Durante i lavori di restauro condotti da Giorgio Vasari verso la metà del XVI secolo, furono costruite nella basilica due cantorie marmoree simmetriche contrapposte; quella di destra rimase vuota, mentre quella di sinistra venne dotata di un organo a canne, realizzato dall'organaro toscano Onofrio Zefferini tra il 1575 e il 1579 (e inaugurato il 6 giugno dello stesso anno), con cassa progettata dallo stesso Vasari. Nel 1929, lo strumento, che aveva mantenuto le sue caratteristiche originarie quasi invariate, venne demolito e la Pontificia Fabbrica d'organi Comm.
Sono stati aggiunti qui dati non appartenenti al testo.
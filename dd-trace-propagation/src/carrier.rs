//! Carrier interfaces for reading and writing propagated headers.
//!
//! Propagators never see concrete transport types; they walk a
//! [`TextMapReader`] on extract and write through a [`TextMapWriter`] on
//! inject. Key comparisons are case-insensitive on the reading side.

use std::collections::HashMap;

use crate::error::PropagationError;

/// A readable carrier yielding `(key, value)` pairs to a cancelable visitor.
pub trait TextMapReader {
    /// Visit each key/value pair in the carrier, stopping at the first
    /// visitor error and returning it.
    fn for_each(
        &self,
        visitor: &mut dyn FnMut(&str, &str) -> Result<(), PropagationError>,
    ) -> Result<(), PropagationError>;
}

/// A writable carrier accepting header values.
pub trait TextMapWriter {
    /// Set a key and value in the carrier, overwriting any previous value
    /// for the same key.
    fn set(&mut self, key: &str, value: &str);
}

impl<S: std::hash::BuildHasher> TextMapReader for HashMap<String, String, S> {
    fn for_each(
        &self,
        visitor: &mut dyn FnMut(&str, &str) -> Result<(), PropagationError>,
    ) -> Result<(), PropagationError> {
        for (key, value) in self.iter() {
            visitor(key, value)?;
        }
        Ok(())
    }
}

impl<S: std::hash::BuildHasher> TextMapWriter for HashMap<String, String, S> {
    /// Set a key and value in the HashMap, lowercasing the key so lookups
    /// stay case-insensitive.
    fn set(&mut self, key: &str, value: &str) {
        self.insert(key.to_lowercase(), value.to_string());
    }
}

/// A [`TextMapReader`] over [`http::HeaderMap`].
pub struct HeaderReader<'a>(pub &'a http::HeaderMap);

impl TextMapReader for HeaderReader<'_> {
    /// Visit each header. A value that cannot be viewed as a string makes
    /// the carrier unusable for text propagation.
    fn for_each(
        &self,
        visitor: &mut dyn FnMut(&str, &str) -> Result<(), PropagationError>,
    ) -> Result<(), PropagationError> {
        for (name, value) in self.0.iter() {
            let value = value
                .to_str()
                .map_err(|_| PropagationError::InvalidCarrier)?;
            visitor(name.as_str(), value)?;
        }
        Ok(())
    }
}

/// A [`TextMapWriter`] over [`http::HeaderMap`].
pub struct HeaderWriter<'a>(pub &'a mut http::HeaderMap);

impl TextMapWriter for HeaderWriter<'_> {
    /// Set a key and value in the HeaderMap. Does nothing if the key or
    /// value are not valid inputs.
    fn set(&mut self, key: &str, value: &str) {
        if let Ok(name) = http::header::HeaderName::from_bytes(key.as_bytes()) {
            if let Ok(value) = http::header::HeaderValue::from_str(value) {
                self.0.insert(name, value);
            }
        }
    }
}

#[cfg(test)]
mod tests {
    use super::*;

    #[test]
    fn hash_map_set_and_walk() {
        let mut carrier = HashMap::new();
        carrier.set("headerName", "value");
        carrier.set("headerName", "value2");

        let mut seen = Vec::new();
        carrier
            .for_each(&mut |k, v| {
                seen.push((k.to_string(), v.to_string()));
                Ok(())
            })
            .unwrap();

        assert_eq!(
            seen,
            [("headername".to_string(), "value2".to_string())],
            "case insensitive storage, last write wins"
        );
    }

    #[test]
    fn hash_map_visitor_error_stops_walk() {
        let mut carrier = HashMap::new();
        carrier.set("one", "1");
        carrier.set("two", "2");

        let mut visits = 0;
        let result = carrier.for_each(&mut |_, _| {
            visits += 1;
            Err(PropagationError::Corrupted)
        });
        assert_eq!(result, Err(PropagationError::Corrupted));
        assert_eq!(visits, 1);
    }

    #[test]
    fn http_headers_round_trip() {
        let mut carrier = http::HeaderMap::new();
        HeaderWriter(&mut carrier).set("headerName", "value");

        let mut seen = Vec::new();
        HeaderReader(&carrier)
            .for_each(&mut |k, v| {
                seen.push((k.to_string(), v.to_string()));
                Ok(())
            })
            .unwrap();

        assert_eq!(seen, [("headername".to_string(), "value".to_string())]);
    }

    #[test]
    fn http_headers_skip_invalid_inputs() {
        let mut carrier = http::HeaderMap::new();
        HeaderWriter(&mut carrier).set("bad header name", "value");
        HeaderWriter(&mut carrier).set("name", "bad\nvalue");
        assert!(carrier.is_empty());
    }

    #[test]
    fn http_headers_non_ascii_value_is_invalid_carrier() {
        let mut carrier = http::HeaderMap::new();
        carrier.insert(
            http::header::HeaderName::from_static("x-binary"),
            http::header::HeaderValue::from_bytes(&[0xff, 0xfe]).unwrap(),
        );

        let result = HeaderReader(&carrier).for_each(&mut |_, _| Ok(()));
        assert_eq!(result, Err(PropagationError::InvalidCarrier));
    }
}
//! W3C-style baggage propagation.
//!
//! Baggage flows orthogonally to trace identity: the propagator reads and
//! writes only the `baggage` header and never produces a trace id or span
//! id of its own.

use percent_encoding::{percent_decode_str, utf8_percent_encode, AsciiSet, NON_ALPHANUMERIC};

use crate::carrier::{TextMapReader, TextMapWriter};
use crate::context::SpanContext;
use crate::dd_warn;
use crate::error::PropagationError;
use crate::propagation::{Propagator, BAGGAGE};

pub(crate) const BAGGAGE_HEADER: &str = "baggage";

/// Maximum number of items carried in one baggage header.
const MAX_ITEMS: usize = 64;
/// Maximum encoded size of one baggage header in bytes.
const MAX_BYTES: usize = 8192;

// Characters that survive percent-encoding unescaped, per field. Keys
// exclude every list and pair delimiter; values additionally keep a wider
// punctuation range.
const KEY_ESCAPES: &AsciiSet = &NON_ALPHANUMERIC
    .remove(b'!')
    .remove(b'#')
    .remove(b'$')
    .remove(b'&')
    .remove(b'\'')
    .remove(b'*')
    .remove(b'+')
    .remove(b'-')
    .remove(b'.')
    .remove(b'^')
    .remove(b'_')
    .remove(b'`')
    .remove(b'|')
    .remove(b'~');
const VALUE_ESCAPES: &AsciiSet = &NON_ALPHANUMERIC
    .remove(b'!')
    .remove(b'#')
    .remove(b'$')
    .remove(b'&')
    .remove(b'\'')
    .remove(b'(')
    .remove(b')')
    .remove(b'*')
    .remove(b'+')
    .remove(b'-')
    .remove(b'.')
    .remove(b'/')
    .remove(b':')
    .remove(b'<')
    .remove(b'>')
    .remove(b'?')
    .remove(b'@')
    .remove(b'[')
    .remove(b']')
    .remove(b'^')
    .remove(b'_')
    .remove(b'`')
    .remove(b'{')
    .remove(b'|')
    .remove(b'}')
    .remove(b'~');

/// Encode baggage items as a percent-encoded `k=v,k=v` header.
///
/// Items past the count or byte budget are dropped silently and encoding
/// stops.
pub(crate) fn encode_baggage<'a>(items: impl Iterator<Item = (&'a str, &'a str)>) -> String {
    let mut out = String::new();
    for (count, (key, value)) in items.enumerate() {
        if count >= MAX_ITEMS {
            dd_warn!(name: "BaggagePropagator.Inject.MaxItemsExceeded", max_items = MAX_ITEMS);
            break;
        }
        let piece = format!(
            "{}={}",
            utf8_percent_encode(key.trim(), KEY_ESCAPES),
            utf8_percent_encode(value.trim(), VALUE_ESCAPES)
        );
        let separator = usize::from(!out.is_empty());
        if out.len() + separator + piece.len() > MAX_BYTES {
            dd_warn!(name: "BaggagePropagator.Inject.MaxBytesExceeded", max_bytes = MAX_BYTES);
            break;
        }
        if separator == 1 {
            out.push(',');
        }
        out.push_str(&piece);
    }
    out
}

/// Decode a baggage header into ordered items.
///
/// Any piece missing its `=`, key, or value poisons the whole header:
/// `None` is returned and no partial baggage survives.
pub(crate) fn decode_baggage(header: &str) -> Option<Vec<(String, String)>> {
    let mut items = Vec::new();
    for piece in header.split(',') {
        let (key, value) = piece.split_once('=')?;
        let (key, value) = (key.trim(), value.trim());
        if key.is_empty() || value.is_empty() {
            return None;
        }
        let key = percent_decode_str(key).decode_utf8().ok()?;
        let value = percent_decode_str(value).decode_utf8().ok()?;
        items.push((key.into_owned(), value.into_owned()));
    }
    Some(items)
}

/// Propagates baggage items in the `baggage` header.
#[derive(Clone, Debug, Default)]
pub struct BaggagePropagator {
    _private: (),
}

impl BaggagePropagator {
    /// Construct a new baggage propagator.
    pub fn new() -> Self {
        BaggagePropagator { _private: () }
    }
}

impl Propagator for BaggagePropagator {
    fn name(&self) -> &'static str {
        BAGGAGE
    }

    fn inject(
        &self,
        ctx: &SpanContext,
        writer: &mut dyn TextMapWriter,
    ) -> Result<(), PropagationError> {
        if !ctx.has_baggage() {
            return Ok(());
        }
        let mut items = Vec::new();
        ctx.for_each_baggage_item(|key, value| {
            items.push((key.to_string(), value.to_string()));
            true
        });
        let header = encode_baggage(items.iter().map(|(k, v)| (k.as_str(), v.as_str())));
        if !header.is_empty() {
            writer.set(BAGGAGE_HEADER, &header);
        }
        Ok(())
    }

    fn extract(&self, reader: &dyn TextMapReader) -> Result<SpanContext, PropagationError> {
        let mut header = None;
        reader.for_each(&mut |key, value| {
            if key.eq_ignore_ascii_case(BAGGAGE_HEADER) {
                header = Some(value.to_string());
            }
            Ok(())
        })?;
        let header = header.ok_or(PropagationError::NotFound)?;

        let mut ctx = SpanContext::remote();
        ctx.set_baggage_only(true);
        match decode_baggage(&header) {
            Some(items) => {
                for (key, value) in items {
                    ctx.set_baggage_item(key, value);
                }
            }
            None => {
                dd_warn!(name: "BaggagePropagator.Extract.MalformedHeader");
            }
        }
        Ok(ctx)
    }
}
Giovanni Tamburini incaricata di costruire un organo più grande seguendo gli standard stilistici e fonici dell'epoca (opus 368). Quindi, sulla cantoria destra, rimasta vuota nel corso dei secoli, venne costruita una cassa per accogliere parte delle canne riproponendo lo schema di quella del Vasari che, riadattata, rimase sulla sua cantoria e accolse parte del nuovo materiale fonico. Durante l'alluvione di Firenze del 4 novembre 1966, la consolle venne irreparabilmente danneggiata come anche furono distrutte le centraline elettroniche; il materiale danneggiato fu sostituito con un importante intervento di restauro, dopo il quale l'organo tornò a suonare. Un altro restauro importante è stato condotto dalla ditta Mascioni nel 2009-2010. Attualmente (2011) l'organo, a trasmissione elettronica revisionata dalla ditta Mascioni, ha quattro tastiere di 61 note ciascuna ed una pedaliera concavo-radiale di 32.